### Materials provided

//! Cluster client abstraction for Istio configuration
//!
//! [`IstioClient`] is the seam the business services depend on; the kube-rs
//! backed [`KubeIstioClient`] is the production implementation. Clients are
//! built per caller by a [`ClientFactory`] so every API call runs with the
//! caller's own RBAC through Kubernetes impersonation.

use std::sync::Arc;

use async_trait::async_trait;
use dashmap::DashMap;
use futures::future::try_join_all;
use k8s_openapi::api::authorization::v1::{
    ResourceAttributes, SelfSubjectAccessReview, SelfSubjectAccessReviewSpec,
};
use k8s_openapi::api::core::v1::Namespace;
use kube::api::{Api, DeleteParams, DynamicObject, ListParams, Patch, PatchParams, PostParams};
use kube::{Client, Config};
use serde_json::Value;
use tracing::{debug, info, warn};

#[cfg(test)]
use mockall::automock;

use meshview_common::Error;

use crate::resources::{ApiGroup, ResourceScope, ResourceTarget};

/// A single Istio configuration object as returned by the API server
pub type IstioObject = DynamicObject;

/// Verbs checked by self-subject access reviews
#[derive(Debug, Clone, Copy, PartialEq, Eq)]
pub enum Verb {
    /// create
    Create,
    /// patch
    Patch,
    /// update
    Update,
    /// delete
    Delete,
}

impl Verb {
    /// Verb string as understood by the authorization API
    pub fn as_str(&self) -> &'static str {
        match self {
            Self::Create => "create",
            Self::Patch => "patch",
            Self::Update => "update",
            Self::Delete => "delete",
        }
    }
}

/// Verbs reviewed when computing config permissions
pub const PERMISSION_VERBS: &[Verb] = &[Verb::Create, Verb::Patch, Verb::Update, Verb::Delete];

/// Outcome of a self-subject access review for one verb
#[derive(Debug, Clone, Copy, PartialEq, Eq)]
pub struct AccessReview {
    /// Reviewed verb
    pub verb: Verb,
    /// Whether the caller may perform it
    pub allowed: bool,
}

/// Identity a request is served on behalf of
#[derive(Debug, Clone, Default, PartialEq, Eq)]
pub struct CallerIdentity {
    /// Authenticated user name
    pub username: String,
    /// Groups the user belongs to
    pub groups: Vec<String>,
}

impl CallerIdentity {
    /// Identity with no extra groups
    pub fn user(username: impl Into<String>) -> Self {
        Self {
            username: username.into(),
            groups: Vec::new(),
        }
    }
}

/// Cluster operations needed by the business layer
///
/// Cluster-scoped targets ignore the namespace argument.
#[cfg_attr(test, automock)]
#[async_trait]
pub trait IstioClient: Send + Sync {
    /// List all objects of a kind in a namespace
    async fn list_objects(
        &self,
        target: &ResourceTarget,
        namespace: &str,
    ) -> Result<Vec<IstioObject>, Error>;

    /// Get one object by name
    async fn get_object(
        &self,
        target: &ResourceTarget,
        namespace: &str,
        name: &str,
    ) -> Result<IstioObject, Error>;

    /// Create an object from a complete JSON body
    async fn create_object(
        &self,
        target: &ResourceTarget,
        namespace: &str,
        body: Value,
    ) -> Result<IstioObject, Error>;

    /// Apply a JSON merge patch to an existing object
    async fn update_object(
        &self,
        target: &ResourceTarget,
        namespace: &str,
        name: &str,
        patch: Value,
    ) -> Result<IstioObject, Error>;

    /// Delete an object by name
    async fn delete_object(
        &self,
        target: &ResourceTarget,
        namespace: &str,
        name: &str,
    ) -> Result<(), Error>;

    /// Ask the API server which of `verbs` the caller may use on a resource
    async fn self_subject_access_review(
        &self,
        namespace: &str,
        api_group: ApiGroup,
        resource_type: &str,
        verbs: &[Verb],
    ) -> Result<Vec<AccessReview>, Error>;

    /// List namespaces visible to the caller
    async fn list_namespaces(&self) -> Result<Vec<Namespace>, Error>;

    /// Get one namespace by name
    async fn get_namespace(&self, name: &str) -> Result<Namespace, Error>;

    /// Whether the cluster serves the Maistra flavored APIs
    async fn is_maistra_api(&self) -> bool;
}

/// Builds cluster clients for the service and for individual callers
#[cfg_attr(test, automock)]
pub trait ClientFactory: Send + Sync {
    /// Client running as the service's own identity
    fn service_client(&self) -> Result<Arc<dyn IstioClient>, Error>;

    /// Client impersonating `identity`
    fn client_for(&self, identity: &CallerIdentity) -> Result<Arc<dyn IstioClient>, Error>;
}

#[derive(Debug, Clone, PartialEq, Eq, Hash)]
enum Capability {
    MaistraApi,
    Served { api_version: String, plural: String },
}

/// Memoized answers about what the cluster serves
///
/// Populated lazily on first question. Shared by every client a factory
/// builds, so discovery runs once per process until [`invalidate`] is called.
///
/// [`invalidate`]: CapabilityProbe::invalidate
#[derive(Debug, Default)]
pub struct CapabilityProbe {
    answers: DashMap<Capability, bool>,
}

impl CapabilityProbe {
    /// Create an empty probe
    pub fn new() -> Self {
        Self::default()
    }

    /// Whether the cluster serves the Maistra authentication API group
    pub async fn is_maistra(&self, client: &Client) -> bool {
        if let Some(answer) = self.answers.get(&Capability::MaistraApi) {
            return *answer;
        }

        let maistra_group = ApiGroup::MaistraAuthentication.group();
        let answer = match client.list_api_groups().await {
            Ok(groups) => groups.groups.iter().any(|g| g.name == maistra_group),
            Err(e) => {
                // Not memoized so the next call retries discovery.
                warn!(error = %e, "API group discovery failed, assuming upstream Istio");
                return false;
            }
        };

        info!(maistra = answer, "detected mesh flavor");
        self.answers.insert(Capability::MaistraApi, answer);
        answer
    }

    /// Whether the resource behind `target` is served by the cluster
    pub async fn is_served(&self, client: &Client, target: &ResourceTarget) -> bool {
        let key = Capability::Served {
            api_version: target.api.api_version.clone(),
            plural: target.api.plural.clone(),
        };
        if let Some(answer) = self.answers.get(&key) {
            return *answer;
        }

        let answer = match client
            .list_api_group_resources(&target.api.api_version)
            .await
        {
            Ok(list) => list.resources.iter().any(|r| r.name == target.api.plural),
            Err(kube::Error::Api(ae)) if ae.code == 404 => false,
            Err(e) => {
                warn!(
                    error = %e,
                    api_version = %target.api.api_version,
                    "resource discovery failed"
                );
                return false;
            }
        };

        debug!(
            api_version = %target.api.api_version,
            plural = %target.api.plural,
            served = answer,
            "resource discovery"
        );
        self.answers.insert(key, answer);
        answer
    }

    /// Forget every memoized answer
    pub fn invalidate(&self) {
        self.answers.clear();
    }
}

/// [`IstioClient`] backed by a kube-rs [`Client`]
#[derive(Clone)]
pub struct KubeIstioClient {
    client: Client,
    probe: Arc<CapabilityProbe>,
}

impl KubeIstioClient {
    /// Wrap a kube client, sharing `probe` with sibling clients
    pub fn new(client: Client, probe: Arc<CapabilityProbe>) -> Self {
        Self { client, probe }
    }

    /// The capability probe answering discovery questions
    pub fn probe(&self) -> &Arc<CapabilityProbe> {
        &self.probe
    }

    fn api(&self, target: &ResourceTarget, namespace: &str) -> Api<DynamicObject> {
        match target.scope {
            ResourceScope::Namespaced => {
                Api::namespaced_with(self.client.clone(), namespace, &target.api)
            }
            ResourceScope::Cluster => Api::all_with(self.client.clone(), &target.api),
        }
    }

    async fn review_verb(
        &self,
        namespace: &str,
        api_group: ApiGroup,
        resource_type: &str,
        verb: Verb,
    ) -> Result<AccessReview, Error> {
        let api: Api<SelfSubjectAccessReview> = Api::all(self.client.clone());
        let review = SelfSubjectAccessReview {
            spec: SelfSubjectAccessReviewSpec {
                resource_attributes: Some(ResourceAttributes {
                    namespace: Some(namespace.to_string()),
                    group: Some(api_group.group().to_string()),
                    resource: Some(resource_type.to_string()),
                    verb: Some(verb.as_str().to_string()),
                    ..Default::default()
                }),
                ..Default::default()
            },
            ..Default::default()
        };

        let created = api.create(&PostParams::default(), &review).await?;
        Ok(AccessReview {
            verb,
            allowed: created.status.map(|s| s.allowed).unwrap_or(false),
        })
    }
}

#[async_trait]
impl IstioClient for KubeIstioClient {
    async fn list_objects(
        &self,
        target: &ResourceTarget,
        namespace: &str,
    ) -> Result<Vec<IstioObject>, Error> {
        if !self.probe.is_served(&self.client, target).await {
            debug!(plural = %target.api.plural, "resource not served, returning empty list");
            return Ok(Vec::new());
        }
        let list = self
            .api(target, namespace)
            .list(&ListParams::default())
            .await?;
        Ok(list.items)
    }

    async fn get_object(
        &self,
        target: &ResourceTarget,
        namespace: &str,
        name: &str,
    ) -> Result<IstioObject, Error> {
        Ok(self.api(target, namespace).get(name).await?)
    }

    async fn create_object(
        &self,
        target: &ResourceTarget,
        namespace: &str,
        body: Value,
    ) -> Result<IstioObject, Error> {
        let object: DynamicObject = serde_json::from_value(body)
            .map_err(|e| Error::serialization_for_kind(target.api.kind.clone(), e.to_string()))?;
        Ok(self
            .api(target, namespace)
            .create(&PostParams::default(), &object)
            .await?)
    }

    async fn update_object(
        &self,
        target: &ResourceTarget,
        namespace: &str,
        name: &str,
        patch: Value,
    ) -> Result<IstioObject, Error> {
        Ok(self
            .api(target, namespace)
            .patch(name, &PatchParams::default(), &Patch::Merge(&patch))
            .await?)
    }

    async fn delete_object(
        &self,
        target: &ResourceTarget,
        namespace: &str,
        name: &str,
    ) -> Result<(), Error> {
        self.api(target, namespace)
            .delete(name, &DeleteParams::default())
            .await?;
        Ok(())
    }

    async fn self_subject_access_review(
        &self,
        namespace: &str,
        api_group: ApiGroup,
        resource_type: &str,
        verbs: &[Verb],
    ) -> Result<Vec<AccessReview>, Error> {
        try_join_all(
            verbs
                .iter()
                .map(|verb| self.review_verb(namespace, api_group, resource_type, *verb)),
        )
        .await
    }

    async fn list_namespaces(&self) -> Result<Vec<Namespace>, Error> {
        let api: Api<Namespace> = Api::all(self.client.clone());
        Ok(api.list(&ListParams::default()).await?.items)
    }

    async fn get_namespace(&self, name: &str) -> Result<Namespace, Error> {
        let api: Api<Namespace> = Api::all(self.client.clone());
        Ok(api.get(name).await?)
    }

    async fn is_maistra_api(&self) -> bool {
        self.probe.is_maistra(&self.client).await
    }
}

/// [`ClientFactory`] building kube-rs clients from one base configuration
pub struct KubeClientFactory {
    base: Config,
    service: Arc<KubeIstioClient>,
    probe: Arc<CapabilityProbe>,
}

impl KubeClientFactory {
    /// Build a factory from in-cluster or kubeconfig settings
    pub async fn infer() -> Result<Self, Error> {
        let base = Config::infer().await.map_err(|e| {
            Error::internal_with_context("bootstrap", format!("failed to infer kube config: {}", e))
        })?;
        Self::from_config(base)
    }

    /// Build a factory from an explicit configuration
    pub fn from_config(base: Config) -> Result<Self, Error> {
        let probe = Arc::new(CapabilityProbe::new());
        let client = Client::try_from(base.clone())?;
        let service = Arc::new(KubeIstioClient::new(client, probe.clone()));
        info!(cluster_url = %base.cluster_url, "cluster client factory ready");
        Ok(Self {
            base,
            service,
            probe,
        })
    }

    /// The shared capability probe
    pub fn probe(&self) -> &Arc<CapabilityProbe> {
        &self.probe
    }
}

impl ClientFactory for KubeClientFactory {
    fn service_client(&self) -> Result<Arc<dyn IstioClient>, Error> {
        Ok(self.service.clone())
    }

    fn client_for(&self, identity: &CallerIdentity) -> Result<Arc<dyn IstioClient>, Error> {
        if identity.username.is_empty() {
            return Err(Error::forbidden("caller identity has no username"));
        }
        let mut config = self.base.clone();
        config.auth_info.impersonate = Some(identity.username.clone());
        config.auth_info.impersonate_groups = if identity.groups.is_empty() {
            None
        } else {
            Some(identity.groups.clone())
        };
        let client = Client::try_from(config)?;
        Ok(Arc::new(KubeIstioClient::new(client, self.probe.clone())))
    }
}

######

(Problem statement): The required output is the exact run of lines from the beginning of the records to the line with "use dashmap::DashMap;", that line included.

(Answer section):
//! Cluster client abstraction for Istio configuration
//!
//! [`IstioClient`] is the seam the business services depend on; the kube-rs
//! backed [`KubeIstioClient`] is the production implementation. Clients are
//! built per caller by a [`ClientFactory`] so every API call runs with the
//! caller's own RBAC through Kubernetes impersonation.

use std::sync::Arc;

use async_trait::async_trait;
use dashmap::DashMap;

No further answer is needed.